Open
Description
Distributed training on multiple devices generates this error.
dcrnn_gpu.py:16: YAMLLoadWarning: calling yaml.load() without Loader=... is deprecated, as the default Loader is unsafe. Please read https://msg.pyyaml.org/load for full details.
config = yaml.load(f)
/home/ubuntu/.local/lib/python3.6/site-packages/pytorch_lightning/utilities/distributed.py:68: UserWarning: You requested multiple GPUs but did not specify a backend, e.g. `Trainer(accelerator="dp"|"ddp"|"ddp2")`. Setting `accelerator="ddp_spawn"` for you.
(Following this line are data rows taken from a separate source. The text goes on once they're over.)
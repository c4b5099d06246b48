//! One IRC protocol line and its JSON twin.
//!
//! Upstream text is parsed by [`Line::parse`]. Clients of the bouncer never
//! see IRC syntax; they receive each [`Line`] as a newline-terminated JSON
//! record produced by [`Line::to_json`].

use std::str::FromStr;

use chrono::{Local, SecondsFormat};
use serde::{Deserialize, Serialize};

use crate::command::{Command, RPL_AWAY};
use crate::ctcp::{self, ACTION, CTCP_DELIM, VERSION};
use crate::error::ParseError;

/// A parsed IRC message.
///
/// Built once per inbound raw line and not modified afterwards, except for
/// [`Line::network`], which the link that read it stamps before handing it on.
///
/// `channel == user` marks a private (query) conversation.
#[derive(Debug, Clone, Default, PartialEq, Eq, Serialize, Deserialize)]
#[serde(rename_all = "PascalCase", default)]
pub struct Line {
    /// The sanitised text the line was parsed from.
    pub raw: String,
    /// Local parse time, RFC 3339.
    pub received: String,
    /// Nick part of a `nick!user@host` prefix, empty for server lines.
    pub user: String,
    /// The rest of the prefix: `user@host`, or the server name.
    pub host: String,
    /// IRC verb or three-digit numeric, after CTCP rewriting.
    pub command: String,
    /// Middle parameters, in order.
    pub args: Vec<String>,
    /// Trailing parameter, CTCP markers removed.
    pub content: String,
    /// The trailing parameter started with the CTCP delimiter.
    #[serde(rename = "IsCTCP")]
    pub is_ctcp: bool,
    /// The trailing parameter started with the `ACTION` keyword.
    pub is_action: bool,
    /// Routing target: a `#channel`, or a nick for private conversations.
    pub channel: String,
    /// Address of the upstream link that produced the line.
    pub network: String,
}

/// Trim junk from a line of input.
///
/// Keeps only the text before the first `\n`, then strips whitespace, NUL
/// bytes and the CTCP delimiter from both ends.
pub fn sane(data: &str) -> &str {
    let first = match data.split_once('\n') {
        Some((first, _)) => first,
        None => data,
    };
    first.trim_matches(|c: char| c.is_whitespace() || c == CTCP_DELIM || c == '\0')
}

fn now_rfc3339() -> String {
    Local::now().to_rfc3339_opts(SecondsFormat::Secs, true)
}

impl Line {
    /// Parse one line of IRC protocol text.
    ///
    /// # Errors
    ///
    /// [`ParseError::TooShort`] when fewer than two characters survive
    /// [`sane`]; [`ParseError::Malformed`] for a prefix without a command,
    /// a `user!host` prefix with more than one `!`, or an empty verb.
    pub fn parse(data: &str) -> Result<Self, ParseError> {
        let data = sane(data);
        if data.chars().nth(1).is_none() {
            return Err(ParseError::TooShort);
        }

        let mut user = String::new();
        let mut host = String::new();
        let mut rest = data;

        if let Some(prefixed) = data.strip_prefix(':') {
            let (prefix, remainder) = prefixed
                .split_once(' ')
                .ok_or(ParseError::Malformed("prefix without command"))?;

            if prefix.contains('!') {
                let mut parts = prefix.split('!');
                match (parts.next(), parts.next(), parts.next()) {
                    (Some(nick), Some(userhost), None) => {
                        user = nick.to_owned();
                        host = userhost.to_owned();
                    }
                    _ => return Err(ParseError::Malformed("prefix has more than one '!'")),
                }
            } else {
                host = prefix.to_owned();
            }
            rest = remainder;
        }

        let mut is_ctcp = false;
        let (middle, mut content) = match rest.split_once(" :") {
            Some((middle, trailing)) => {
                is_ctcp = ctcp::is_ctcp(trailing);
                (middle, sane(trailing).to_owned())
            }
            None => (rest, String::new()),
        };

        let mut args = middle.split(' ').map(str::to_owned);
        let mut command = args.next().unwrap_or_default();
        let args: Vec<String> = args.collect();
        if command.is_empty() {
            return Err(ParseError::Malformed("missing command"));
        }

        let kind = Command::parse(&command);
        let mut channel = args
            .iter()
            .find(|arg| arg.starts_with('#'))
            .cloned()
            .unwrap_or_default();

        if channel.is_empty() {
            match kind {
                // A query: the sender stands in for the channel.
                Command::Privmsg => channel = user.clone(),
                Command::Join => channel = content.clone(),
                // `301 me nick :away message` belongs with the query window for `nick`.
                Command::Numeric(RPL_AWAY) if args.len() >= 2 => {
                    channel = args[1].clone();
                    if user.is_empty() {
                        user = args[1].clone();
                    }
                }
                _ => {}
            }
        }

        let mut is_action = false;
        if let Some(text) = ctcp::strip_keyword(&content, ACTION) {
            content = text.to_owned();
            command = ACTION.to_owned();
            is_action = true;
        } else if kind == Command::Privmsg && ctcp::strip_keyword(&content, VERSION).is_some() {
            content.clear();
            command = VERSION.to_owned();
        }

        Ok(Self {
            raw: data.to_owned(),
            received: now_rfc3339(),
            user,
            host,
            command,
            args,
            content,
            is_ctcp,
            is_action,
            channel,
            network: String::new(),
        })
    }

    /// Synthetic `NICK` line telling a client which nick it speaks as.
    pub fn nick(nick: &str) -> Self {
        Self {
            received: now_rfc3339(),
            command: "NICK".to_owned(),
            content: nick.to_owned(),
            ..Self::default()
        }
    }

    /// The command, classified.
    pub fn kind(&self) -> Command {
        Command::parse(&self.command)
    }

    /// A chat line in a private conversation (`user == channel`).
    pub fn is_private(&self) -> bool {
        self.kind().is_message() && !self.user.is_empty() && self.user == self.channel
    }

    /// Serialize for the internal wire, newline-terminated.
    pub fn to_json(&self) -> Result<Vec<u8>, serde_json::Error> {
        let mut data = serde_json::to_vec(self)?;
        data.push(b'\n');
        Ok(data)
    }

    /// Deserialize one JSON record; a trailing newline is accepted.
    pub fn from_json(data: &[u8]) -> Result<Self, serde_json::Error> {
        serde_json::from_slice(data)
    }
}

impl FromStr for Line {
    type Err = ParseError;

    fn from_str(s: &str) -> Result<Self, Self::Err> {
        Self::parse(s)
    }
}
warnings.warn(*args, **kwargs)
GPU available: True, used: True
TPU available: False, using: 0 TPU cores
LOCAL_RANK: 0 - CUDA_VISIBLE_DEVICES: [0,1,2,3,4,5,6,7]
2021-05-14 04:43:15.966166: I tensorflow/stream_executor/platform/default/dso_loader.cc:53] Successfully opened dynamic library libcudart.so.11.0
Traceback (most recent call last):
File "dcrnn_gpu.py", line 34, in <module>
trainer.fit(model, data["train_loader"], data["val_loader"])
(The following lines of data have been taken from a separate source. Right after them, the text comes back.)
//! The task that owns an upstream socket.

use futures_util::{SinkExt, StreamExt};
use std::sync::Arc;
use std::sync::atomic::{AtomicBool, Ordering};
use std::time::Duration;
use tokio::io::{ReadHalf, WriteHalf};
use tokio::sync::{mpsc, watch};
use tokio::time::timeout;
use tokio_rustls::TlsConnector;
use tokio_util::codec::{FramedRead, FramedWrite};
use tracing::{debug, error, info, warn};

use hatcog_proto::{Command, Line, LineCodec, ProtocolError, ctcp};

use super::retry::{ConnectOutcome, RetryPolicy};
use super::stream::IrcStream;
use super::{VERSION, tls};
use crate::config::TlsMode;
use crate::error::{LinkError, is_disconnect};

type LineReader = FramedRead<ReadHalf<IrcStream>, LineCodec>;
type LineWriter = FramedWrite<WriteHalf<IrcStream>, LineCodec>;

/// Everything a link needs that is the same for every network.
#[derive(Clone)]
pub(crate) struct LinkSettings {
    pub nick: watch::Receiver<String>,
    pub user: String,
    pub realname: String,
    pub retry: RetryPolicy,
    pub read_timeout: Duration,
    pub handshake_timeout: Duration,
    pub connector: TlsConnector,
    pub from_server: mpsc::Sender<Line>,
}

#[derive(Debug, Clone, Copy, PartialEq, Eq)]
enum Flow {
    Continue,
    /// Socket is gone; dial again.
    Disconnected,
    /// Asked to stop, or nobody is listening any more.
    Closed,
}

/// One upstream connection, across reconnects.
pub(crate) struct Link {
    network: String,
    password: Option<String>,
    tls: TlsMode,
    settings: LinkSettings,
    outbound: mpsc::UnboundedReceiver<String>,
    closing: Arc<AtomicBool>,
}

impl Link {
    pub(crate) fn new(
        network: &str,
        password: Option<String>,
        tls: TlsMode,
        settings: LinkSettings,
        outbound: mpsc::UnboundedReceiver<String>,
        closing: Arc<AtomicBool>,
    ) -> Self {
        Self {
            network: network.to_string(),
            password,
            tls,
            settings,
            outbound,
            closing,
        }
    }

    fn is_closing(&self) -> bool {
        self.closing.load(Ordering::Acquire)
    }

    /// Connect, consume, and reconnect until closed.
    ///
    /// Returns an error only when the network is unreachable after every
    /// attempt, or a write fails for a reason other than a lost connection.
    pub(crate) async fn run(mut self) -> Result<(), LinkError> {
        loop {
            let stream = match self.connect().await {
                ConnectOutcome::Connected(stream) => stream,
                ConnectOutcome::Exhausted { attempts, last } => {
                    error!(attempts, error = %last, "Network unreachable");
                    return Err(LinkError::Exhausted {
                        network: self.network.clone(),
                        attempts,
                        last,
                    });
                }
            };
            if self.is_closing() {
                return Ok(());
            }
            info!(tls = stream.is_tls(), "Connected to IRC server");

            match self.session(stream).await? {
                Flow::Closed => {
                    info!("Link closed");
                    return Ok(());
                }
                Flow::Disconnected | Flow::Continue => {
                    info!("Reconnecting");
                }
            }
        }
    }

    async fn connect(&self) -> ConnectOutcome<IrcStream> {
        let policy = self.settings.retry;
        policy
            .run(move |attempt| {
                debug!(attempt, "Dialing");
                tls::dial(
                    &self.settings.connector,
                    &self.network,
                    self.tls,
                    self.settings.handshake_timeout,
                )
            })
            .await
    }

    /// Registration lines, in the order they must be sent.
    fn registration(&self) -> Vec<String> {
        let nick = self.settings.nick.borrow().clone();
        let mut lines = Vec::with_capacity(3);
        if let Some(password) = &self.password {
            lines.push(format!("PASS {password}"));
        }
        lines.push(format!("NICK {nick}"));
        lines.push(format!(
            "USER {} localhost localhost :{}",
            self.settings.user, self.settings.realname
        ));
        lines
    }

    async fn session(&mut self, stream: IrcStream) -> Result<Flow, LinkError> {
        let (reader, writer) = tokio::io::split(stream);
        let mut lines: LineReader = FramedRead::new(reader, LineCodec::new());
        let mut sink: LineWriter = FramedWrite::new(writer, LineCodec::new());
        let read_timeout = self.settings.read_timeout;

        for text in self.registration() {
            if !self.write(&mut sink, &text).await? {
                return Ok(Flow::Disconnected);
            }
        }

        loop {
            if self.is_closing() {
                self.flush_outbound(&mut sink).await?;
                return Ok(Flow::Closed);
            }

            let flow = tokio::select! {
                outbound = self.outbound.recv() => match outbound {
                    Some(text) => {
                        if self.write(&mut sink, &text).await? {
                            Flow::Continue
                        } else {
                            Flow::Disconnected
                        }
                    }
                    None => Flow::Closed,
                },
                read = timeout(read_timeout, lines.next()) => match read {
                    // Quiet socket; loop round to look at the closing flag.
                    Err(_) => Flow::Continue,
                    Ok(None) => {
                        info!("IRC server closed the connection");
                        Flow::Disconnected
                    }
                    Ok(Some(Err(ProtocolError::Io(e)))) => {
                        warn!(error = %e, "Read from IRC server failed");
                        Flow::Disconnected
                    }
                    Ok(Some(Ok(raw))) => self.on_raw(&mut sink, raw).await?,
                },
            };

            if flow != Flow::Continue {
                return Ok(flow);
            }
        }
    }

    /// Handle one line from the network.
    async fn on_raw(&mut self, sink: &mut LineWriter, raw: String) -> Result<Flow, LinkError> {
        debug!(target: "hatcogd::raw", network = %self.network, "<-- {}", raw);

        let mut line = match Line::parse(&raw) {
            Ok(line) => line,
            Err(e) => {
                warn!(error = %e, raw = %raw, "Dropping invalid line");
                return Ok(Flow::Continue);
            }
        };
        line.network = self.network.clone();

        let reply = match line.kind() {
            Command::Ping => {
                let token = match line.args.first() {
                    Some(arg) if line.content.is_empty() => arg.as_str(),
                    _ => line.content.as_str(),
                };
                Some(format!("PONG :{token}"))
            }
            Command::Version => Some(format!(
                "NOTICE {} :{}",
                line.user,
                ctcp::version_reply(VERSION)
            )),
            _ => None,
        };
        if let Some(reply) = reply
            && !self.write(sink, &reply).await?
        {
            return Ok(Flow::Disconnected);
        }

        if self.settings.from_server.send(line).await.is_err() {
            debug!("Server loop has stopped");
            self.flush_outbound(sink).await?;
            return Ok(Flow::Closed);
        }
        Ok(Flow::Continue)
    }

    /// Write what the router queued before letting go, e.g. QUIT.
    async fn flush_outbound(&mut self, sink: &mut LineWriter) -> Result<(), LinkError> {
        while let Ok(text) = self.outbound.try_recv() {
            if !self.write(sink, &text).await? {
                break;
            }
        }
        Ok(())
    }

    /// Write one line. `Ok(false)` means the connection is gone.
    async fn write(&self, sink: &mut LineWriter, text: &str) -> Result<bool, LinkError> {
        debug!(target: "hatcogd::raw", network = %self.network, "--> {}", text);

        match sink.send(text).await {
            Ok(()) => Ok(true),
            Err(ProtocolError::Io(e)) if is_disconnect(&e) => {
                warn!(error = %e, "Connection lost while writing");
                Ok(false)
            }
            Err(ProtocolError::Io(source)) => Err(LinkError::Write {
                network: self.network.clone(),
                source,
            }),
        }
    }
}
File "/home/ubuntu/.local/lib/python3.6/site-packages/pytorch_lightning/trainer/trainer.py", line 499, in fit
self.dispatch()
File "/home/ubuntu/.local/lib/python3.6/site-packages/pytorch_lightning/trainer/trainer.py", line 546, in dispatch
self.accelerator.start_training(self)
File "/home/ubuntu/.local/lib/python3.6/site-packages/pytorch_lightning/accelerators/accelerator.py", line 73, in start_training
self.training_type_plugin.start_training(trainer)
File "/home/ubuntu/.local/lib/python3.6/site-packages/pytorch_lightning/plugins/training_type/ddp_spawn.py", line 107, in start_training
mp.spawn(self.new_process, **self.mp_spawn_kwargs)
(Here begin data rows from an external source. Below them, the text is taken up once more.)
//! InternalManager - fan-out to local clients.

use bytes::Bytes;
use tracing::{debug, error, info};

use hatcog_proto::Line;

use super::{ClientId, ClientWriter};

struct Client {
    id: ClientId,
    network: String,
    channel: String,
    is_private: bool,
    is_notify: bool,
    writer: ClientWriter,
}

impl Client {
    fn write(&self, payload: &Bytes) {
        // A closed queue means the client is on its way out; Detached follows.
        if self.writer.send(payload.clone()).is_err() {
            debug!(id = self.id, "Client writer has stopped");
        }
    }

    fn is_bound_to(&self, network: &str, channel: &str) -> bool {
        self.network == network && self.channel == channel
    }
}

/// The set of attached clients, in the order they connected.
pub struct InternalManager {
    clients: Vec<Client>,
    /// Most recent private message nobody had a window for.
    last_private: Option<Bytes>,
    nick: String,
}

impl InternalManager {
    pub fn new(nick: &str) -> Self {
        Self {
            clients: Vec::new(),
            last_private: None,
            nick: nick.to_string(),
        }
    }

    /// Register a new client and tell it which nick it speaks as.
    pub fn attach(&mut self, id: ClientId, network: &str, writer: ClientWriter) {
        let client = Client {
            id,
            network: network.to_string(),
            channel: String::new(),
            is_private: false,
            is_notify: false,
            writer,
        };
        self.send_nick(&client);
        self.clients.push(client);
    }

    fn send_nick(&self, client: &Client) {
        let mut line = Line::nick(&self.nick);
        line.network = client.network.clone();
        match line.to_json() {
            Ok(json) => client.write(&Bytes::from(json)),
            Err(e) => error!(error = %e, "Failed to serialize NICK line"),
        }
    }

    /// Record a client's target. A private window receives the pending
    /// private message, if any.
    pub fn bind(&mut self, id: ClientId, network: &str, channel: &str, private: bool) {
        let Some(client) = self.clients.iter_mut().find(|c| c.id == id) else {
            debug!(id, "Bind for unknown client");
            return;
        };
        client.network = network.to_string();
        client.channel = channel.to_string();
        client.is_private = private;
        info!(id, %network, %channel, private, "Client bound");

        if private && let Some(payload) = self.last_private.take() {
            client.write(&payload);
        }
    }

    /// Flip a client's notify flag; returns the new value.
    pub fn toggle_notify(&mut self, id: ClientId) -> Option<bool> {
        let client = self.clients.iter_mut().find(|c| c.id == id)?;
        client.is_notify = !client.is_notify;
        info!(id, channel = %client.channel, notify = client.is_notify, "Notify toggled");
        Some(client.is_notify)
    }

    pub fn detach(&mut self, id: ClientId) {
        self.clients.retain(|c| c.id != id);
    }

    /// Deliver to every client bound to exactly `(network, channel)`.
    /// Returns how many clients it went to.
    pub fn write_channel(&self, network: &str, channel: &str, payload: &Bytes) -> usize {
        let mut count = 0;
        for client in self.clients.iter().filter(|c| c.is_bound_to(network, channel)) {
            client.write(payload);
            count += 1;
        }
        count
    }

    /// Deliver to every client on `network`.
    pub fn write_all(&self, network: &str, payload: &Bytes) -> usize {
        let mut count = 0;
        for client in self.clients.iter().filter(|c| c.network == network) {
            client.write(payload);
            count += 1;
        }
        count
    }

    /// Deliver to the earliest attached client on `network`.
    pub fn write_first(&self, network: &str, payload: &Bytes) -> bool {
        match self.clients.iter().find(|c| c.network == network) {
            Some(client) => {
                client.write(payload);
                true
            }
            None => false,
        }
    }

    /// Hold a private message for the next private window.
    pub fn set_last_private(&mut self, payload: Bytes) {
        self.last_private = Some(payload);
    }

    /// Distinct channels bound on `network`, private windows excluded,
    /// in attach order.
    pub fn channels(&self, network: &str) -> Vec<String> {
        let mut channels: Vec<String> = Vec::new();
        for client in &self.clients {
            if client.network == network
                && !client.is_private
                && !client.channel.is_empty()
                && !channels.contains(&client.channel)
            {
                channels.push(client.channel.clone());
            }
        }
        channels
    }

    pub fn has_channel(&self, network: &str, channel: &str) -> bool {
        self.clients.iter().any(|c| c.is_bound_to(network, channel))
    }

    /// Whether any client bound to the channel asked for notifications.
    pub fn is_notify(&self, network: &str, channel: &str) -> bool {
        self.clients
            .iter()
            .any(|c| c.is_bound_to(network, channel) && c.is_notify)
    }

    /// Nick pushed to clients that attach from now on.
    pub fn set_nick(&mut self, nick: &str) {
        self.nick = nick.to_string();
    }

    pub fn len(&self) -> usize {
        self.clients.len()
    }

    pub fn is_empty(&self) -> bool {
        self.clients.is_empty()
    }

    /// Drop every client. Their writer tasks shut the sockets down.
    pub fn close(&mut self) {
        self.clients.clear();
        self.last_private = None;
    }
}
File "/home/ubuntu/.local/lib/python3.6/site-packages/torch/multiprocessing/spawn.py", line 230, in spawn
return start_processes(fn, args, nprocs, join, daemon, start_method='spawn')
File "/home/ubuntu/.local/lib/python3.6/site-packages/torch/multiprocessing/spawn.py", line 179, in start_processes
process.start()
File "/usr/lib/python3.6/multiprocessing/process.py", line 105, in start
self._popen = self._Popen(self)
File "/usr/lib/python3.6/multiprocessing/context.py", line 284, in _Popen
return Popen(process_obj)
File "/usr/lib/python3.6/multiprocessing/popen_spawn_posix.py", line 32, in _init_
super()._init_(process_obj)
File "/usr/lib/python3.6/multiprocessing/popen_fork.py", line 19, in _init_
self._launch(process_obj)
File "/usr/lib/python3.6/multiprocessing/popen_spawn_posix.py", line 47, in _launch
reduction.dump(process_obj, fp)
File "/usr/lib/python3.6/multiprocessing/reduction.py", line 60, in dump
ForkingPickler(file, protocol).dump(obj)
File "/home/ubuntu/.local/lib/python3.6/site-packages/torch/multiprocessing/reductions.py", line 131, in reduce_tensor
storage = tensor.storage()
RuntimeError: sparse tensors do not have storage
In a distributed environment, switching sparse tensor implementations to dense operations solves this problem. However, scalability must be taken into consideration, since dense implementations take more memory.